Boltzmann entropy of a Newtonian Universe

TL;DR

This paper estimates the Boltzmann entropy of the Universe using Newtonian cosmology, modeling the cosmic fluid quantum-mechanically and relating gravitational entropy to the vacuum expectation of the gravitational potential.

Contribution

It introduces a novel quantum-mechanical approach to estimate cosmic entropy and links gravitational entropy to quantum vacuum expectations within Newtonian cosmology.

Findings

Entropy estimates are higher than previous calculations.

Results comply with the holographic principle's upper bound.

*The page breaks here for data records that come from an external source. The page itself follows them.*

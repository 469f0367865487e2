//! Logging setup
//!
//! Library code logs through the `log` facade; this wires the process-wide subscriber.

use rolling_logger::{LoggerError, LoggerOptions};

use crate::config::LoggingConfig;

/// Install the rolling logger described by `config`. Call once at process start.
pub fn init(config: &LoggingConfig) -> Result<(), LoggerError> {
    let options = LoggerOptions {
        level: config.level.clone(),
        ..LoggerOptions::default()
    };
    rolling_logger::init_logger_with(config.log_dir.as_deref(), &config.app_name, options)?;
    log::info!(
        "Logging initialized for {} at level {}",
        config.app_name,
        config.level
    );
    Ok(())
}

/// Recent log lines for diagnostics views
pub fn recent_lines() -> Vec<String> {
    rolling_logger::recent_lines()
}
//! Category Audit Operations
//!
//! Append-only audit rows. Entries already stored are never rewritten.

use std::collections::HashMap;

use async_trait::async_trait;
use rusqlite::{params, Connection};

use crate::domain::{AuditAction, AuditEntry, CategoryId, DomainResult};
use super::category_repo::{conversion_err, not_initialized, parse_id, parse_ts, ts_to_sql};

/// Trait for reading the stored audit trail
#[async_trait]
pub trait CategoryAuditOperations {
    /// Audit entries of a category, oldest first
    async fn audit_trail(&self, id: CategoryId) -> DomainResult<Vec<AuditEntry>>;
}

#[async_trait]
impl CategoryAuditOperations for super::category_repo::SqliteCategoryRepository {
    async fn audit_trail(&self, id: CategoryId) -> DomainResult<Vec<AuditEntry>> {
        let guard = self.conn.lock().await;
        let conn = guard.as_ref().ok_or_else(not_initialized)?;
        load_audit(conn, id)
    }
}

fn row_to_entry(row: &rusqlite::Row<'_>, offset: usize) -> rusqlite::Result<AuditEntry> {
    let action: String = row.get(offset + 2)?;
    Ok(AuditEntry {
        actor: row.get(offset)?,
        timestamp: parse_ts(offset + 1, &row.get::<_, String>(offset + 1)?)?,
        action: serde_json::from_str::<AuditAction>(&action).map_err(|e| conversion_err(offset + 2, e))?,
    })
}

pub(super) fn load_audit(conn: &Connection, id: CategoryId) -> DomainResult<Vec<AuditEntry>> {
    let mut stmt = conn.prepare(
        "SELECT actor, timestamp, action FROM category_audit WHERE category_id = ?1 ORDER BY seq",
    )?;
    let entries = stmt
        .query_map(params![id.to_string()], |row| row_to_entry(row, 0))?
        .collect::<rusqlite::Result<Vec<_>>>()?;
    Ok(entries)
}

pub(super) fn load_all_audit(conn: &Connection) -> DomainResult<HashMap<CategoryId, Vec<AuditEntry>>> {
    let mut stmt = conn.prepare("SELECT category_id, actor, timestamp, action FROM category_audit ORDER BY seq")?;
    let rows = stmt.query_map([], |row| Ok((parse_id(0, &row.get::<_, String>(0)?)?, row_to_entry(row, 1)?)))?;

    let mut audit: HashMap<CategoryId, Vec<AuditEntry>> = HashMap::new();
    for row in rows {
        let (category_id, entry) = row?;
        audit.entry(category_id).or_default().push(entry);
    }
    Ok(audit)
}

/// Store the entries of `log` beyond those already persisted
pub(super) fn append_new_audit(conn: &Connection, id: CategoryId, log: &[AuditEntry]) -> DomainResult<()> {
    let key = id.to_string();
    let stored: i64 = conn.query_row(
        "SELECT COUNT(*) FROM category_audit WHERE category_id = ?1",
        params![key],
        |row| row.get(0),
    )?;
    let skip = (stored.max(0) as usize).min(log.len());

    let mut insert = conn.prepare(
        "INSERT INTO category_audit (category_id, actor, timestamp, action) VALUES (?1, ?2, ?3, ?4)",
    )?;
    for entry in &log[skip..] {
        insert.execute(params![
            key,
            entry.actor,
            ts_to_sql(&entry.timestamp),
            serde_json::to_string(&entry.action)?,
        ])?;
    }
    Ok(())
}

Provides a new framework connecting quantum mechanics and cosmological entropy.

Abstract

A dynamical estimate is given for the Boltzmann entropy of the Universe, under the simplifying assumptions provided by Newtonian cosmology. We first model the cosmological fluid as the probability fluid of a quantum-mechanical system. Next, following current ideas about the emergence of spacetime, we regard gravitational equipotentials as isoentropic surfaces. Therefore gravitational entropy is proportional to the vacuum expectation value of the gravitational potential in a certain quantum state describing the matter contents of the Universe. The entropy of the matter sector can also be computed. While providing values of the entropy that turn out to be somewhat higher than existing estimates, our results are in perfect compliance with the upper bound set by the holographic principle.